#### What the task asks:
Throughout the listing below, copy each line containing "usize".
++++++++++
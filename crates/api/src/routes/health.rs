use axum::extract::State;
use axum::http::StatusCode;
use axum::{routing::get, Json, Router};
use medintake_core::types::Timestamp;
use serde::Serialize;

use crate::state::AppState;

/// Reachability of the external collaborators.
#[derive(Serialize)]
#[serde(rename_all = "camelCase")]
pub struct ComponentHealth {
    pub code_delivery: bool,
    pub payment_processor: bool,
}

/// Health check response payload.
#[derive(Serialize)]
#[serde(rename_all = "camelCase")]
pub struct HealthResponse {
    /// `healthy` or `unhealthy`.
    pub status: &'static str,
    /// Crate version from Cargo.toml.
    pub version: &'static str,
    pub timestamp: Timestamp,
    pub components: ComponentHealth,
    pub active_sessions: usize,
    pub audit_entries: usize,
}

/// GET /health -- returns service and collaborator health. 503 when any
/// collaborator check fails.
async fn health_check(State(state): State<AppState>) -> (StatusCode, Json<HealthResponse>) {
    let code_delivery = state.codes.delivery().health().await;
    let payment_processor = state.payments.processor().health().await;
    let healthy = code_delivery && payment_processor;

    if !healthy {
        tracing::warn!(code_delivery, payment_processor, "Health check failed");
    }

    let status = if healthy {
        StatusCode::OK
    } else {
        StatusCode::SERVICE_UNAVAILABLE
    };

    (
        status,
        Json(HealthResponse {
            status: if healthy { "healthy" } else { "unhealthy" },
            version: env!("CARGO_PKG_VERSION"),
            timestamp: state.clock.now(),
            components: ComponentHealth {
                code_delivery,
                payment_processor,
            },
            active_sessions: state.sessions.active_count(),
            audit_entries: state.audit.len(),
        }),
    )
}

/// Routes mounted at `/health`.
pub fn router() -> Router<AppState> {
    Router::new().route("/health", get(health_check))
}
++++++++++
#### Answer to this exercise:
    pub active_sessions: usize,
    pub audit_entries: usize,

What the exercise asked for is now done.